Pesticide manufacturers, who are currently challenging the restrictions in court, claim the commission's partial ban will cost farmers in Europe dearly, though evidence from France and Italy, where the products have been subject to tighter restrictions for years, suggests otherwise.

 

Even so, an industry-commissioned study released to coincide with EU voting on neonicotinoid restrictions last year suggested that the EU executive's measures could cost UK agriculture £630 million and that "In the UK… loss of neonicotinoid could lead to yield decline of up to 20 percent for winter wheat farmers."  

 

Farmer and environmental campaigner Peter Lundgren, who believes the industry claims "are not credible," estimates that the restrictions have cost him between £2-20 per hectare for oilseed rape (against the pesticide industry's claims of £230/ha) OSR and actually saved him £13/ha in wheat.

 

Mr Lundgren compared a standard regime using neonicotinoid seed treatments and two applications of pyrethroid to a 'bee friendly' one with three applications of Hallmark (the active ingredient of which is pyrethroid lambda-cyhalothrin). Recent research findings suggest that chemicals including cyhalothrin can reduce the weights and survival rates of bumblebees. According to Lundgren, other options are available, but at a potentially higher cost.

 

He states, "Rather than the exaggerated losses claimed by the agrochemical industry the real cost per hectare to the wheat grower of adopting a bee friendly pesticide regime is in fact a saving of £13-30/ha or an additional profit of £26.6m to UK wheat growers."

 

Lundgren's work has been used to inform a Friends of the Earth report, which was published on Friday. More information is available from Mr Lundgren's website.

 

Warning that "The availability of efficacious cheap insecticides has led to a mindset where insecticides are used as an insurance against possible loss rather than as a response to an identified loss," Mr Lundgren called for a National Pollinator Strategy (expected from the government sometime over the coming weeks) which is fit for purpose and allows for financially viable and practical solutions to making agriculture more bee-friendly.

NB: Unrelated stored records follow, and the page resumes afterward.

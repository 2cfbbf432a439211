use std::sync::{RwLock, RwLockReadGuard, RwLockWriteGuard};

use async_trait::async_trait;
use chrono::NaiveDate;
use rust_decimal::Decimal;

use personnel_core::{EmployeeId, Entity};
use personnel_employees::{
    Employee, EmployeeDetails, EmployeeLookup, LookupError, RoleSalaryStats,
};

use super::{EmployeeRepository, RepositoryError, RepositoryResult};

/// In-memory employee collection for tests/dev.
///
/// A vector keeps insertion order, which is the order lists come back in.
#[derive(Debug, Default)]
pub struct InMemoryEmployeeStore {
    inner: RwLock<Vec<Employee>>,
}

impl InMemoryEmployeeStore {
    pub fn new() -> Self {
        Self::default()
    }

    fn read(&self) -> RepositoryResult<RwLockReadGuard<'_, Vec<Employee>>> {
        self.inner
            .read()
            .map_err(|_| RepositoryError::Storage("employee store lock poisoned".to_string()))
    }

    fn write(&self) -> RepositoryResult<RwLockWriteGuard<'_, Vec<Employee>>> {
        self.inner
            .write()
            .map_err(|_| RepositoryError::Storage("employee store lock poisoned".to_string()))
    }

    fn filtered<F>(&self, pred: F) -> RepositoryResult<Vec<Employee>>
    where
        F: Fn(&Employee) -> bool,
    {
        Ok(self.read()?.iter().filter(|e| pred(e)).cloned().collect())
    }
}

fn same_role(employee: &Employee, role: &str) -> bool {
    employee.details.role.to_lowercase() == role.to_lowercase()
}

#[async_trait]
impl EmployeeLookup for InMemoryEmployeeStore {
    async fn find_by_id(&self, id: &EmployeeId) -> Result<Option<Employee>, LookupError> {
        Ok(self.get_by_id(id).await?)
    }

    async fn find_by_role(&self, role: &str) -> Result<Option<Employee>, LookupError> {
        Ok(self.get_by_role(role).await?)
    }
}

#[async_trait]
impl EmployeeRepository for InMemoryEmployeeStore {
    async fn get_by_id(&self, id: &EmployeeId) -> RepositoryResult<Option<Employee>> {
        Ok(self.read()?.iter().find(|e| e.is_identified_by(id)).cloned())
    }

    async fn get_by_name_and_birthdate(
        &self,
        name_part: &str,
        start: NaiveDate,
        end: NaiveDate,
    ) -> RepositoryResult<Vec<Employee>> {
        let needle = name_part.to_lowercase();
        self.filtered(|e| {
            e.details.first_name.to_lowercase().contains(&needle)
                && e.details.birthdate >= start
                && e.details.birthdate <= end
        })
    }

    async fn get_all(&self) -> RepositoryResult<Vec<Employee>> {
        Ok(self.read()?.clone())
    }

    async fn get_all_by_boss_id(&self, boss_id: &EmployeeId) -> RepositoryResult<Vec<Employee>> {
        self.filtered(|e| e.details.boss_id.as_ref() == Some(boss_id))
    }

    async fn get_by_role(&self, role: &str) -> RepositoryResult<Option<Employee>> {
        Ok(self.read()?.iter().find(|e| same_role(e, role)).cloned())
    }

    async fn get_count_and_avg_salary(&self, role: &str) -> RepositoryResult<RoleSalaryStats> {
        let employees = self.read()?;
        RoleSalaryStats::from_salaries(
            employees
                .iter()
                .filter(|e| same_role(e, role))
                .map(|e| e.details.current_salary),
        )
        .ok_or_else(|| RepositoryError::Storage(format!("salary total for role {role:?} overflows")))
    }

    async fn add(&self, details: EmployeeDetails) -> RepositoryResult<Employee> {
        let mut employees = self.write()?;
        let mut id = EmployeeId::generate();
        while employees.iter().any(|e| e.is_identified_by(&id)) {
            id = EmployeeId::generate();
        }

        let employee = Employee::new(id, details);
        employees.push(employee.clone());
        Ok(employee)
    }

    async fn update(&self, employee: Employee) -> RepositoryResult<Option<Employee>> {
        let mut employees = self.write()?;
        match employees.iter_mut().find(|e| e.is_identified_by(employee.id())) {
            Some(slot) => {
                *slot = employee.clone();
                Ok(Some(employee))
            }
            None => Ok(None),
        }
    }

    async fn update_salary(&self, id: &EmployeeId, salary: Decimal) -> RepositoryResult<Employee> {
        let mut employees = self.write()?;
        let employee = employees
            .iter_mut()
            .find(|e| e.is_identified_by(id))
            .ok_or(RepositoryError::NotFound)?;
        employee.details.current_salary = salary;
        Ok(employee.clone())
    }

    async fn delete(&self, id: &EmployeeId) -> RepositoryResult<()> {
        self.write()?.retain(|e| !e.is_identified_by(id));
        Ok(())
    }
}

#[cfg(test)]
mod tests {
    use super::*;

    fn ymd(y: i32, m: u32, d: u32) -> NaiveDate {
        NaiveDate::from_ymd_opt(y, m, d).unwrap()
    }

    fn details(first_name: &str, birthdate: NaiveDate, role: &str, salary: i64) -> EmployeeDetails {
        EmployeeDetails {
            first_name: first_name.to_string(),
            last_name: "Doe".to_string(),
            birthdate,
            employment_date: ymd(2010, 3, 1),
            home_address: "12 Elm St".to_string(),
            current_salary: Decimal::from(salary),
            role: role.to_string(),
            boss_id: None,
        }
    }

    #[tokio::test]
    async fn add_then_get_by_id_round_trips() {
        let store = InMemoryEmployeeStore::new();
        let input = details("Ann", ymd(1990, 1, 1), "Engineer", 4000);

        let added = store.add(input.clone()).await.unwrap();
        let fetched = store.get_by_id(&added.id).await.unwrap().unwrap();

        assert_eq!(fetched.details, input);
        assert_eq!(fetched, added);
    }

    #[tokio::test]
    async fn name_and_birthdate_query_is_case_insensitive_and_inclusive() {
        let store = InMemoryEmployeeStore::new();
        let joanna = store.add(details("Joanna", ymd(2000, 1, 1), "Engineer", 1)).await.unwrap();
        let ann = store.add(details("ANN", ymd(2020, 1, 1), "Engineer", 1)).await.unwrap();
        store.add(details("Annette", ymd(1999, 12, 31), "Engineer", 1)).await.unwrap();
        store.add(details("Bob", ymd(2010, 5, 5), "Engineer", 1)).await.unwrap();

        let found = store
            .get_by_name_and_birthdate("ann", ymd(2000, 1, 1), ymd(2020, 1, 1))
            .await
            .unwrap();

        assert_eq!(found, vec![joanna, ann]);
    }

    #[tokio::test]
    async fn lists_keep_insertion_order_and_filter_by_boss() {
        let store = InMemoryEmployeeStore::new();
        let ceo = store.add(details("Cleo", ymd(1970, 1, 1), "CEO", 9000)).await.unwrap();
        let mut report = details("Rita", ymd(1985, 1, 1), "Manager", 5000);
        report.boss_id = Some(ceo.id.clone());
        let report = store.add(report).await.unwrap();

        assert_eq!(store.get_all().await.unwrap(), vec![ceo.clone(), report.clone()]);
        assert_eq!(store.get_all_by_boss_id(&ceo.id).await.unwrap(), vec![report.clone()]);
        assert!(store.get_all_by_boss_id(&report.id).await.unwrap().is_empty());
    }

    #[tokio::test]
    async fn role_lookup_and_stats_ignore_case() {
        let store = InMemoryEmployeeStore::new();
        let first = store.add(details("Ann", ymd(1990, 1, 1), "Engineer", 1000)).await.unwrap();
        store.add(details("Ben", ymd(1991, 1, 1), "ENGINEER", 2000)).await.unwrap();
        store.add(details("Cid", ymd(1992, 1, 1), "Designer", 7000)).await.unwrap();

        assert_eq!(store.get_by_role("engineer").await.unwrap(), Some(first));

        let stats = store.get_count_and_avg_salary("Engineer").await.unwrap();
        assert_eq!(stats.count, 2);
        assert_eq!(stats.average_salary, Some(Decimal::from(1500)));

        let none = store.get_count_and_avg_salary("Janitor").await.unwrap();
        assert_eq!(none, RoleSalaryStats { count: 0, average_salary: None });
    }

    #[tokio::test]
    async fn role_stats_report_an_overflowing_total_as_storage_error() {
        let store = InMemoryEmployeeStore::new();
        let huge: Decimal = "50000000000000000000000000000".parse().unwrap();
        for name in ["Ann", "Ben"] {
            let added = store.add(details(name, ymd(1990, 1, 1), "Engineer", 1)).await.unwrap();
            store.update_salary(&added.id, huge).await.unwrap();
        }

        let err = store.get_count_and_avg_salary("engineer").await.unwrap_err();
        assert!(matches!(err, RepositoryError::Storage(_)));
    }

    #[tokio::test]
    async fn update_salary_changes_only_salary() {
        let store = InMemoryEmployeeStore::new();
        let added = store.add(details("Ann", ymd(1990, 1, 1), "Engineer", 4000)).await.unwrap();

        let updated = store.update_salary(&added.id, Decimal::from(5000)).await.unwrap();

        let mut expected = added.clone();
        expected.details.current_salary = Decimal::from(5000);
        assert_eq!(updated, expected);
        assert_eq!(store.get_by_id(&added.id).await.unwrap(), Some(expected));
    }

    #[tokio::test]
    async fn update_salary_of_unknown_id_fails() {
        let store = InMemoryEmployeeStore::new();
        let err = store
            .update_salary(&EmployeeId::generate(), Decimal::from(1))
            .await
            .unwrap_err();
        assert_eq!(err, RepositoryError::NotFound);
    }

    #[tokio::test]
    async fn full_update_replaces_by_id() {
        let store = InMemoryEmployeeStore::new();
        let added = store.add(details("Ann", ymd(1990, 1, 1), "Engineer", 4000)).await.unwrap();

        let replacement = Employee::new(added.id.clone(), details("Anne", ymd(1990, 1, 2), "Lead", 4500));
        assert_eq!(store.update(replacement.clone()).await.unwrap(), Some(replacement.clone()));
        assert_eq!(store.get_all().await.unwrap(), vec![replacement]);

        let stranger = Employee::new(EmployeeId::generate(), details("Zed", ymd(1990, 1, 1), "Lead", 1));
        assert_eq!(store.update(stranger).await.unwrap(), None);
    }

    #[tokio::test]
    async fn delete_is_a_no_op_for_unknown_ids() {
        let store = InMemoryEmployeeStore::new();
        let added = store.add(details("Ann", ymd(1990, 1, 1), "Engineer", 4000)).await.unwrap();

        store.delete(&EmployeeId::generate()).await.unwrap();
        assert_eq!(store.get_all().await.unwrap().len(), 1);

        store.delete(&added.id).await.unwrap();
        assert!(store.get_by_id(&added.id).await.unwrap().is_none());
    }

    #[tokio::test]
    async fn lookup_capability_reads_through_to_the_store() {
        let store = InMemoryEmployeeStore::new();
        let ceo = store.add(details("Cleo", ymd(1970, 1, 1), "CEO", 9000)).await.unwrap();

        assert_eq!(store.find_by_id(&ceo.id).await.unwrap(), Some(ceo.clone()));
        assert_eq!(store.find_by_role("ceo").await.unwrap(), Some(ceo));
    }
}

He said stakeholders right along the supply chain have a part to play in creating a "chemical and cultural bee-friendly response" to the problems of pests and diseases in agriculture.

 

Emma Hockridge, Soil Association head of policy commented, "This new report further strengthens the fact that the pesticide industry… vastly overstated the potential impact of the neonicotinoid ban.

 

"This follows a history of exaggerated claims about the negative cost of restrictions. For example, when some pesticides shown to have a negative impact on human health were banned by the EU in 2009, it claimed that we would lose 100 percent of the UK carrot crop, which of course never happened."